Network-Level Spam Defenses

1. Network-Level Spam Defenses Nick FeamsterGeorgia Tech with Anirudh Ramachandran, Shuang Hao, Alex Gray, Santosh Vempala

2. Spam: More than Just a Nuisance • 95% of all email traffic • Image and PDF Spam (PDF spam ~12%) • As of August 2007, one in every 87 emails constituted a phishing attack • Targeted attacks on the rise • 20k-30k unique phishing attacks per month Source: CNET (January 2008), APWG

3. Approach: Filter • Prevent unwanted traffic from reaching a user’s inbox by distinguishing spam from ham • Question: What features best differentiate spam from legitimate mail? • Content-based filtering: What is in the mail? • IP address of sender: Who is the sender? • Behavioral features: How the mail is sent?

4. Conventional: Content Filters • Trying to hit a moving target... Images PDFs Excel sheets ...and even mp3s!

5. Problems with Content Filtering • Customized emails are easy to generate: Content-based filters need fuzzy hashes over content, etc. • Low cost to evasion:Spammers can easily alter features of an email’s content can be easily adjusted and changed • High cost to filter maintainers: Filters must be continually updated as content-changing techniques become more sophisticated

6. Another Approach: IP Addresses • Problem: IP addresses are ephemeral • Every day, 10% of senders are from previously unseen IP addresses • Possible causes • Dynamic addressing • New infections

7. Our Idea: Network-Based Filtering • Filter email based on how it is sent, in addition to simply whatis sent. • Network-level properties are less malleable • Network/geographic location of sender and receiver • Set of target recipients • Hosting or upstream ISP (AS number) • Membership in a botnet (spammer, hosting infrastructure)

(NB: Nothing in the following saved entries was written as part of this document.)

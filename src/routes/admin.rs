use axum::{
    Extension, Json,
    extract::{Path, State},
};
use chrono::Utc;
use http::StatusCode;

use crate::{
    AppState,
    error::{AppError, Result},
    models::{
        CreateEquipmentRequest, EquipmentMutationResponse, EquipmentStats, UpdateEquipmentRequest,
    },
    queries::{
        cart_queries, equipment_queries, favorite_queries, order_queries, price_history_queries,
        view_queries,
    },
    services::{analytics_service, catalog_service},
    utils::{best_effort::BestEffort, extractors::extract_user_id, jwt::SessionUser},
};

pub async fn create_equipment(
    State(state): State<AppState>,
    Json(payload): Json<CreateEquipmentRequest>,
) -> Result<(StatusCode, Json<EquipmentMutationResponse>)> {
    let new_equipment = catalog_service::validate_new_equipment(&payload)?;
    let equipment = equipment_queries::create_equipment(&state.db, &new_equipment).await?;

    tracing::info!("Created equipment {} ({})", equipment.id, equipment.name);

    Ok((
        StatusCode::CREATED,
        Json(EquipmentMutationResponse::new(
            Some(equipment),
            "Equipment created",
        )),
    ))
}

pub async fn update_equipment(
    State(state): State<AppState>,
    Extension(session): Extension<SessionUser>,
    Path(id): Path<i32>,
    Json(payload): Json<UpdateEquipmentRequest>,
) -> Result<Json<EquipmentMutationResponse>> {
    let existing = equipment_queries::find_by_id(&state.db, id)
        .await?
        .ok_or_else(|| AppError::NotFound("Equipment not found".to_string()))?;

    let (changes, images) = catalog_service::plan_update(&payload, &existing)?;
    let price_change = catalog_service::price_change(existing.price, changes.price);

    let equipment = equipment_queries::update_equipment(&state.db, id, &changes)
        .await?
        .ok_or_else(|| AppError::NotFound("Equipment not found".to_string()))?;

    if let Some((old_price, new_price)) = price_change {
        price_history_queries::insert_change(
            &state.db,
            id,
            old_price,
            new_price,
            extract_user_id(&session).ok(),
        )
        .await
        .best_effort("price history insert");
    }

    if !images.removed.is_empty() {
        state.storage.delete_images(&images.removed).await;
    }

    tracing::info!("Updated equipment {}", id);

    Ok(Json(EquipmentMutationResponse::new(
        Some(equipment),
        "Equipment updated",
    )))
}

pub async fn delete_equipment(
    State(state): State<AppState>,
    Path(id): Path<i32>,
) -> Result<Json<EquipmentMutationResponse>> {
    let existing = equipment_queries::find_by_id(&state.db, id)
        .await?
        .ok_or_else(|| AppError::NotFound("Equipment not found".to_string()))?;

    let (views, history, favorites, cart_items) = tokio::join!(
        view_queries::delete_by_equipment(&state.db, id),
        price_history_queries::delete_by_equipment(&state.db, id),
        favorite_queries::delete_by_equipment(&state.db, id),
        cart_queries::delete_by_equipment(&state.db, id),
    );
    views.best_effort("product view cleanup");
    history.best_effort("price history cleanup");
    favorites.best_effort("favorites cleanup");
    cart_items.best_effort("cart cleanup");

    if !equipment_queries::delete_equipment(&state.db, id).await? {
        return Err(AppError::NotFound("Equipment not found".to_string()));
    }

    state.storage.delete_images(&existing.images).await;

    tracing::info!("Deleted equipment {}", id);

    Ok(Json(EquipmentMutationResponse::new(None, "Equipment deleted")))
}

pub async fn equipment_stats(
    State(state): State<AppState>,
    Path(id): Path<i32>,
) -> Result<Json<EquipmentStats>> {
    let (equipment, views, orders, price_history) = tokio::try_join!(
        equipment_queries::find_by_id(&state.db, id),
        view_queries::find_by_equipment(&state.db, id),
        order_queries::find_by_equipment(&state.db, id),
        price_history_queries::find_by_equipment(&state.db, id),
    )?;

    let equipment =
        equipment.ok_or_else(|| AppError::NotFound("Equipment not found".to_string()))?;

    Ok(Json(analytics_service::build_equipment_stats(
        equipment,
        views,
        orders,
        price_history,
        Utc::now(),
    )))
}
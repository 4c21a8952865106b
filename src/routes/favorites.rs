use axum::{
    Extension, Json,
    extract::{Path, State},
};

use crate::{
    AppState,
    error::{AppError, Result},
    models::{
        FavoriteCheckResponse, FavoriteResponse, FavoriteWithEquipment, FavoritesResponse,
        SuccessResponse,
    },
    queries::{equipment_queries, favorite_queries},
    utils::{extractors::extract_user_id, jwt::SessionUser},
};

pub async fn list_favorites(
    State(state): State<AppState>,
    Extension(session): Extension<SessionUser>,
) -> Result<Json<FavoritesResponse>> {
    let user_id = extract_user_id(&session)?;
    let favorites = favorite_queries::find_by_user(&state.db, user_id).await?;

    let ids: Vec<i32> = favorites.iter().map(|f| f.equipment_id).collect();
    let equipment = equipment_queries::find_by_ids(&state.db, &ids).await?;

    let favorites = favorites
        .into_iter()
        .filter_map(|favorite| {
            let equipment = equipment.get(&favorite.equipment_id)?.clone();
            Some(FavoriteWithEquipment {
                favorite,
                equipment: equipment.with_main_image(),
            })
        })
        .collect();

    Ok(Json(FavoritesResponse { favorites }))
}

pub async fn add_favorite(
    State(state): State<AppState>,
    Extension(session): Extension<SessionUser>,
    Path(equipment_id): Path<i32>,
) -> Result<Json<FavoriteResponse>> {
    let user_id = extract_user_id(&session)?;
    let equipment = equipment_queries::find_by_id(&state.db, equipment_id)
        .await?
        .ok_or_else(|| AppError::NotFound("Equipment not found".to_string()))?;

    let favorite = favorite_queries::add_favorite(&state.db, user_id, equipment_id).await?;

    Ok(Json(FavoriteResponse {
        success: true,
        favorite: FavoriteWithEquipment {
            favorite,
            equipment: equipment.with_main_image(),
        },
    }))
}

pub async fn remove_favorite(
    State(state): State<AppState>,
    Extension(session): Extension<SessionUser>,
    Path(equipment_id): Path<i32>,
) -> Result<Json<SuccessResponse>> {
    let user_id = extract_user_id(&session)?;
    favorite_queries::remove_favorite(&state.db, user_id, equipment_id).await?;

    Ok(Json(SuccessResponse::ok()))
}

pub async fn check_favorite(
    State(state): State<AppState>,
    Extension(session): Extension<SessionUser>,
    Path(equipment_id): Path<i32>,
) -> Result<Json<FavoriteCheckResponse>> {
    let user_id = extract_user_id(&session)?;
    let is_favorite = favorite_queries::is_favorite(&state.db, user_id, equipment_id).await?;

    Ok(Json(FavoriteCheckResponse { is_favorite }))
}
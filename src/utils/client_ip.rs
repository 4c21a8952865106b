use std::net::{IpAddr, SocketAddr};

use axum::{extract::ConnectInfo, http::request::Parts};
use http::{HeaderMap, header};

const FALLBACK_IP: &str = "::1";

/// Requester address: first `X-Forwarded-For` entry, else the peer, else loopback.
pub fn resolve_client_ip(headers: &HeaderMap, peer: Option<SocketAddr>) -> String {
    let forwarded = headers
        .get("x-forwarded-for")
        .and_then(|value| value.to_str().ok())
        .and_then(|value| value.split(',').next())
        .map(str::trim)
        .filter(|value| !value.is_empty());

    match (forwarded, peer) {
        (Some(value), _) => strip_port(value),
        (None, Some(addr)) => addr.ip().to_string(),
        (None, None) => FALLBACK_IP.to_string(),
    }
}

pub fn client_ip_from_parts(parts: &Parts) -> String {
    let peer = parts
        .extensions
        .get::<ConnectInfo<SocketAddr>>()
        .map(|ConnectInfo(addr)| *addr);

    resolve_client_ip(&parts.headers, peer)
}

pub fn user_agent(headers: &HeaderMap) -> Option<String> {
    headers
        .get(header::USER_AGENT)
        .and_then(|value| value.to_str().ok())
        .map(str::to_string)
}

fn strip_port(value: &str) -> String {
    if let Ok(addr) = value.parse::<SocketAddr>() {
        return addr.ip().to_string();
    }

    if value.parse::<IpAddr>().is_ok() {
        return value.to_string();
    }

    match value.split_once(':') {
        Some((host, port)) if !port.contains(':') => host.to_string(),
        _ => value.to_string(),
    }
}

#[cfg(test)]
mod tests {
    use super::*;
    use http::HeaderValue;

    fn forwarded(value: &'static str) -> HeaderMap {
        let mut headers = HeaderMap::new();
        headers.insert("x-forwarded-for", HeaderValue::from_static(value));
        headers
    }

    #[test]
    fn first_forwarded_entry_wins() {
        let peer: SocketAddr = "10.0.0.1:4000".parse().unwrap();
        let ip = resolve_client_ip(&forwarded("203.0.113.7, 10.0.0.2"), Some(peer));
        assert_eq!(ip, "203.0.113.7");
    }

    #[test]
    fn port_is_stripped() {
        assert_eq!(resolve_client_ip(&forwarded("203.0.113.7:5555"), None), "203.0.113.7");
        assert_eq!(resolve_client_ip(&forwarded("[2001:db8::1]:443"), None), "2001:db8::1");
    }

    #[test]
    fn bare_ipv6_is_kept_whole() {
        assert_eq!(resolve_client_ip(&forwarded("2001:db8::1"), None), "2001:db8::1");
    }

    #[test]
    fn falls_back_to_peer_then_loopback() {
        let peer: SocketAddr = "192.0.2.10:1234".parse().unwrap();
        assert_eq!(resolve_client_ip(&HeaderMap::new(), Some(peer)), "192.0.2.10");
        assert_eq!(resolve_client_ip(&HeaderMap::new(), None), "::1");
    }
}
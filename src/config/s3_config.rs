use aws_config::BehaviorVersion;
use aws_sdk_s3::{
    Client as S3Client,
    config::{Credentials, Region},
};

use super::StorageConfig;

/// Builds a path-style S3 client for the managed backend's storage endpoint.
pub fn load_s3_client(config: &StorageConfig) -> S3Client {
    let credentials = Credentials::new(
        config.access_key_id.clone(),
        config.secret_access_key.clone(),
        None,
        None,
        "env-credentials",
    );

    let s3_config = aws_sdk_s3::config::Builder::new()
        .behavior_version(BehaviorVersion::latest())
        .region(Region::new(config.region.clone()))
        .endpoint_url(config.endpoint.clone())
        .credentials_provider(credentials)
        .force_path_style(true)
        .build();

    tracing::info!("Storage client initialized for bucket {}", config.bucket);

    S3Client::from_conf(s3_config)
}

8. Why Network-Level Features? • Lightweight: Don’t require inspecting details of packet streams • Can be done at high speeds • Can be done in the middle of the network • Robust:Perhaps more difficult to change some network-level features than message contents

9. Challenges (Talk Outline) • Understandingnetwork-level behavior • What network-level behaviors do spammers have? • How well do existing techniques work? • Building classifiers using network-level features • Key challenge: Which features to use? • Two Algorithms: SNARE and SpamTracker • Building the system • Dynamism: Behavior itself can change • Scale: Lots of email messages (and spam!) out there

10. Some Questions of Study • Where (in IP space, in geography) does spam originate from? • What OSes are used to send spam? • What techniques are used to send spam?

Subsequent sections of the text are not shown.